To overcome this limitation, the attacker can introduce a custom keybinding (such as Ctrl+F1) through package.json, which calls the workbench.extensions.installExtension function while setting skipPublisherTrust to true.

Once installed, the malicious extension can access the preloaded GitHub OAuth token and make requests to https://api.github.com/user/repos to enumerate all accessible private repositories, ultimately exfiltrating both the token and the list of repositories.

Javascript payload (Source: Ammar Askar)

The full JavaScript payload executes in well under a minute and requires zero interaction beyond the initial link click.

Javascript payload runs (Source: Ammar Askar)

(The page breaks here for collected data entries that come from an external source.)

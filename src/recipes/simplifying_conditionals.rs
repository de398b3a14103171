//! Simplifying-conditionals recipes.

use super::{composing_methods::line_span, require, Recipe, RecipeParams};
use crate::analysis::{collect_write_targets, expression_reads};
use crate::errors::{RefactorError, Result};
use crate::kinds;
use crate::locator::TargetReference;
use crate::mutator::{self, TransformationPlan};
use crate::navigator::{self, body_of, parameter_names, select_statements};
use crate::tree::SourceTree;

/// Extract the condition of an `if` into a named predicate method, leaving
/// the branch structure in place.
pub struct DecomposeConditional;

impl Recipe for DecomposeConditional {
    fn name(&self) -> &'static str {
        "decompose-conditional"
    }

    fn plan(
        &self,
        tree: &SourceTree,
        reference: &TargetReference,
        params: &RecipeParams,
    ) -> Result<TransformationPlan> {
        let predicate = require(&params.name, "--name", self.name())?;
        let (line_start, line_end) = line_span(reference)?;

        let target = navigator::resolve_function(tree, reference)?;
        let body = body_of(&target.function).ok_or_else(|| {
            RefactorError::TargetNotFound("function has no body".to_string())
        })?;
        let selected = select_statements(tree, &body, line_start, line_end)?;
        let conditional = selected
            .iter()
            .find(|s| s.kind() == kinds::IF_STATEMENT)
            .ok_or_else(|| {
                RefactorError::TargetNotFound(
                    "no conditional statement in the addressed lines".to_string(),
                )
            })?;
        let condition = conditional.children().nth(1).ok_or_else(|| {
            RefactorError::TargetNotFound("conditional has no condition".to_string())
        })?;

        mutator::ensure_no_callable(tree, target.class.as_ref(), predicate)?;

        // Locals and parameters the condition reads travel as arguments;
        // member references resolve through self at the destination.
        let scope_names: Vec<String> = {
            let mut names: Vec<String> = parameter_names(&target.function)
                .iter()
                .map(|p| p.text().to_string())
                .filter(|n| n != "self")
                .collect();
            collect_write_targets(&body, &mut names);
            names
        };
        let args: Vec<String> = expression_reads(&condition)
            .into_iter()
            .filter(|name| scope_names.iter().any(|s| s == name))
            .collect();
        let arg_list = args.join(", ");

        let call = match &target.class {
            Some(_) => format!("self.{predicate}({arg_list})"),
            None => format!("{predicate}({arg_list})"),
        };

        let mut plan = TransformationPlan::new();
        plan.replace(condition.range().start..condition.range().end, call);

        let def_indent = tree.node_indent(&target.function).to_string();
        let body_indent = format!("{def_indent}{}", tree.indent_unit());
        let mut def_params: Vec<&str> = Vec::new();
        if target.class.is_some() {
            def_params.push("self");
        }
        def_params.extend(args.iter().map(String::as_str));
        let def_text = format!(
            "\n{def_indent}def {predicate}({}):\n{body_indent}return {}\n",
            def_params.join(", "),
            condition.text()
        );

        match &target.class {
            Some(class_node) => {
                mutator::append_to_class_body(tree, class_node, def_text, &mut plan)?;
            }
            None => {
                let offset = tree.line_start_offset(tree.last_line(&target.function) + 1);
                plan.insert(offset, def_text);
            }
        }
        Ok(plan)
    }
}
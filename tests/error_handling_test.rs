//! Error-path tests: every failure leaves the target file byte-identical to
//! its pre-invocation state, and each failure class maps to its own error
//! kind and exit code.

use std::fs;
use std::path::PathBuf;

use recast::errors::RefactorError;
use recast::recipes::RecipeParams;
use recast::{apply, ApplyOptions};

fn write_fixture(dir: &tempfile::TempDir, name: &str, content: &str) -> PathBuf {
    let path = dir.path().join(name);
    fs::write(&path, content).unwrap();
    path
}

fn named(name: &str) -> RecipeParams {
    RecipeParams {
        name: Some(name.to_string()),
        ..Default::default()
    }
}

#[test]
fn test_malformed_address_fails_before_touching_filesystem() {
    // The file does not exist; an addressing failure must surface before
    // any read is attempted.
    let err = apply(
        "extract-method",
        "no_such_file.py::Class::method#L5-L3",
        &named("x"),
        &ApplyOptions::default(),
    )
    .unwrap_err();

    match err {
        RefactorError::Addressing(msg) => assert!(msg.contains("invalid line range")),
        other => panic!("expected addressing error, got {other:?}"),
    }
}

#[test]
fn test_unknown_recipe_is_reported() {
    let err = apply(
        "explode-method",
        "f.py::C::m#L1",
        &RecipeParams::default(),
        &ApplyOptions::default(),
    )
    .unwrap_err();
    assert!(err.to_string().contains("unknown refactoring"));
    assert_eq!(err.exit_code(), 2);
}

#[test]
fn test_missing_target_file_is_io_error() {
    let err = apply(
        "extract-method",
        "definitely_missing.py::C::m#L1-L2",
        &named("x"),
        &ApplyOptions::default(),
    )
    .unwrap_err();
    assert!(matches!(err, RefactorError::Io(_)));
}

#[test]
fn test_target_not_found_leaves_file_untouched() {
    let dir = tempfile::tempdir().unwrap();
    let source = "class Order:\n    def total(self):\n        return 1\n";
    let path = write_fixture(&dir, "order.py", source);

    let address = format!("{}::Customer::total#L3", path.display());
    let err = apply(
        "extract-method",
        &address,
        &named("x"),
        &ApplyOptions::default(),
    )
    .unwrap_err();

    assert!(matches!(err, RefactorError::TargetNotFound(_)));
    assert!(err.to_string().contains("class 'Customer'"));
    assert_eq!(err.exit_code(), 3);
    assert_eq!(fs::read_to_string(&path).unwrap(), source);
}

#[test]
fn test_empty_line_selection() {
    let dir = tempfile::tempdir().unwrap();
    let source = "class Order:\n    def total(self):\n        return 1\n";
    let path = write_fixture(&dir, "order.py", source);

    let address = format!("{}::Order::total#L80-L90", path.display());
    let err = apply(
        "extract-method",
        &address,
        &named("x"),
        &ApplyOptions::default(),
    )
    .unwrap_err();
    assert!(err.to_string().contains("empty selection"));
}

#[test]
fn test_parse_error_reports_position_and_preserves_file() {
    let dir = tempfile::tempdir().unwrap();
    let source = "def broken(:\n    pass\n";
    let path = write_fixture(&dir, "broken.py", source);

    let address = format!("{}::broken#L1", path.display());
    let err = apply(
        "extract-method",
        &address,
        &named("x"),
        &ApplyOptions::default(),
    )
    .unwrap_err();

    assert!(matches!(err, RefactorError::Parse { .. }));
    assert_eq!(err.exit_code(), 6);
    assert_eq!(fs::read_to_string(&path).unwrap(), source);
}

#[test]
fn test_missing_required_flag() {
    let dir = tempfile::tempdir().unwrap();
    let source = "class Order:\n    def total(self):\n        return 1\n";
    let path = write_fixture(&dir, "order.py", source);

    let address = format!("{}::Order::total#L3", path.display());
    let err = apply(
        "extract-method",
        &address,
        &RecipeParams::default(),
        &ApplyOptions::default(),
    )
    .unwrap_err();
    assert!(err.to_string().contains("requires --name"));
    assert_eq!(fs::read_to_string(&path).unwrap(), source);
}

#[test]
fn test_inline_temp_refuses_reassigned_temporary() {
    let dir = tempfile::tempdir().unwrap();
    let source = r#"def f():
    temp = 1
    temp = 2
    return temp
"#;
    let path = write_fixture(&dir, "f.py", source);

    let address = format!("{}::f::temp", path.display());
    let err = apply(
        "inline-temp",
        &address,
        &RecipeParams::default(),
        &ApplyOptions::default(),
    )
    .unwrap_err();
    assert!(err.to_string().contains("assigned more than once"));
    assert_eq!(fs::read_to_string(&path).unwrap(), source);
}

#[test]
fn test_rename_conflict_reports_existing_line() {
    let dir = tempfile::tempdir().unwrap();
    let source = r#"class Customer:
    def charge(self, amount):
        return amount

    def bill(self, amount):
        return amount
"#;
    let path = write_fixture(&dir, "customer.py", source);

    let address = format!("{}::Customer::charge", path.display());
    let err = apply(
        "rename-method",
        &address,
        &named("bill"),
        &ApplyOptions::default(),
    )
    .unwrap_err();

    match err {
        RefactorError::NameConflict { name, line } => {
            assert_eq!(name, "bill");
            assert_eq!(line, 5);
        }
        other => panic!("expected name conflict, got {other:?}"),
    }
    assert_eq!(fs::read_to_string(&path).unwrap(), source);
}
//! # recast
//!
//! Catalog-driven refactoring for Python source files. One invocation runs a
//! strict sequential pipeline over a single file:
//!
//! ```text
//! addressing string -> locator -> navigator -> analyzer -> mutator -> serializer
//! ```
//!
//! The engine parses the file into a tree-sitter concrete syntax tree,
//! resolves the addressed target, classifies identifier bindings in the
//! affected region, plans a set of non-overlapping byte-span edits, and
//! splices them into the original text. Untouched regions are preserved
//! byte-for-byte, and the file is only replaced after the whole pipeline has
//! succeeded.

pub mod analysis;
pub mod emit;
pub mod errors;
pub mod kinds;
pub mod locator;
pub mod mutator;
pub mod navigator;
pub mod recipes;
pub mod tree;
pub mod types;

use std::fs;

use tracing::info;

use crate::errors::{RefactorError, Result};
use crate::locator::TargetReference;
use crate::recipes::RecipeParams;
use crate::tree::SourceTree;
use crate::types::{ChangeReport, ChangeSpan};

/// Options of one engine invocation.
#[derive(Debug, Clone, Default)]
pub struct ApplyOptions {
    /// Plan and serialize, but print instead of writing the file
    pub dry_run: bool,
}

/// Result of one engine invocation.
#[derive(Debug)]
pub struct ApplyOutcome {
    pub report: ChangeReport,
    /// The fully serialized file content after the transformation
    pub output: String,
}

/// Run one refactoring end-to-end: read, parse, locate, analyze, mutate,
/// serialize, write. On any error the target file is left untouched.
pub fn apply(
    recipe_name: &str,
    address: &str,
    params: &RecipeParams,
    options: &ApplyOptions,
) -> Result<ApplyOutcome> {
    let entry = recipes::lookup(recipe_name).ok_or_else(|| {
        RefactorError::Addressing(format!("unknown refactoring '{recipe_name}'"))
    })?;

    let reference = TargetReference::parse(address)?;
    let source = fs::read_to_string(&reference.file_path)?;
    let tree = SourceTree::parse(&source)?;

    let plan = entry.recipe.plan(&tree, &reference, params)?;
    let output = emit::serialize(&tree, &plan)?;

    let changes: Vec<ChangeSpan> = plan
        .edits()
        .iter()
        .map(|edit| ChangeSpan {
            start: edit.span.start,
            end: edit.span.end,
            new_text: edit.text.clone(),
        })
        .collect();
    let report = ChangeReport::new(
        &reference.file_path.display().to_string(),
        recipe_name,
        changes,
        &source,
        &output,
        options.dry_run,
    );

    if !options.dry_run && !report.is_noop() {
        emit::write_atomic(&reference.file_path, &output)?;
    }
    info!(
        recipe = recipe_name,
        edits = report.changes.len(),
        dry_run = options.dry_run,
        "refactoring complete"
    );

    Ok(ApplyOutcome { report, output })
}
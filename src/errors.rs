//! # Error Types
//!
//! Error handling for the refactoring engine.
//! Every error from the locator/navigator/mutator pipeline propagates
//! unchanged to the CLI boundary; the engine never retries and never
//! partially applies a transformation.

use std::fmt;

/// Errors that can occur while resolving a target and applying a refactoring.
///
/// The first four variants are user errors and are reported as a one-line
/// `kind: message` diagnostic. `MutationConflict` indicates a bug in a
/// recipe's use of the mutation primitives and carries the offending byte
/// spans for debugging.
#[derive(Debug)]
pub enum RefactorError {
    /// The addressing string is syntactically malformed
    Addressing(String),
    /// The address is valid but does not resolve to any node in the file
    TargetNotFound(String),
    /// The transformation would introduce a name already present in the
    /// destination scope
    NameConflict {
        name: String,
        /// 1-based line of the existing definition
        line: u32,
    },
    /// Two edits in one transformation plan overlap in source position
    MutationConflict {
        first: (usize, usize),
        second: (usize, usize),
    },
    /// The input file is not valid Python
    Parse {
        line: u32,
        column: u32,
        message: String,
    },
    /// I/O error reading or writing the target file
    Io(std::io::Error),
}

impl fmt::Display for RefactorError {
    fn fmt(&self, f: &mut fmt::Formatter<'_>) -> fmt::Result {
        match self {
            RefactorError::Addressing(msg) => write!(f, "addressing error: {msg}"),
            RefactorError::TargetNotFound(msg) => write!(f, "target not found: {msg}"),
            RefactorError::NameConflict { name, line } => {
                write!(f, "name conflict: '{name}' already exists at line {line}")
            }
            RefactorError::MutationConflict { first, second } => write!(
                f,
                "mutation conflict: edit at bytes {}..{} overlaps edit at bytes {}..{}",
                first.0, first.1, second.0, second.1
            ),
            RefactorError::Parse {
                line,
                column,
                message,
            } => write!(f, "parse error at {line}:{column}: {message}"),
            RefactorError::Io(err) => write!(f, "io error: {err}"),
        }
    }
}

impl std::error::Error for RefactorError {}

impl From<std::io::Error> for RefactorError {
    fn from(err: std::io::Error) -> Self {
        RefactorError::Io(err)
    }
}

impl RefactorError {
    /// Process exit code for this error kind. Success is 0; each kind gets a
    /// distinct non-zero code so scripts can branch on the failure class.
    pub fn exit_code(&self) -> i32 {
        match self {
            RefactorError::Addressing(_) => 2,
            RefactorError::TargetNotFound(_) => 3,
            RefactorError::NameConflict { .. } => 4,
            RefactorError::MutationConflict { .. } => 5,
            RefactorError::Parse { .. } => 6,
            RefactorError::Io(_) => 7,
        }
    }
}

pub type Result<T> = std::result::Result<T, RefactorError>;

The vulnerability affects github.dev, the browser-hosted VSCode, as well as the desktop version of VSCode, though the desktop variant requires the victim to clone and open the attacker’s repository.

On desktop, a successful exploit achieves full Remote Code Execution (RCE) since VSCode extensions have unrestricted access to Node.js APIs, including child_process.

The stolen GitHub OAuth token is not scoped to a single repository, meaning an attacker could silently read, modify, or push to every private repository a victim has access to.

Since github.dev does not implement CSRF tokens, any link on the internet can redirect a user into this attack. Mitigation steps include:

  • Clear site data for github.dev in your browser (Chrome: URL bar icon → Cookies and site data → Manage on-device site data → delete all github.dev domains). This re-enables a warning dialog, giving users a chance to navigate away.
  • Avoid clicking unknown github.dev links until a patch is issued by Microsoft or GitHub.
  • Audit installed extensions on github.dev and uninstall anything unrecognized.
  • Users who have never visited github.dev before and have cleared their local storage are protected by an initial consent dialog.

The researcher acknowledged that VSCode’s defense-in-depth measures limited the blast radius. The strict Content Security Policy (script-src ‘none’) on extension Markdown preview pages blocks arbitrary JavaScript execution there, preventing an even simpler 1-click RCE path via a malicious Marketplace extension page. The use of DOMPurify for sanitizing rendered Markdown also closes off cross-site scripting vectors.

Researcher Ammar Askar published this vulnerability as a full public disclosure with no prior coordinated notice to Microsoft, citing a prior negative experience with the Microsoft Security Response Center (MSRC). Askar notified a GitHub security contact one hour before posting.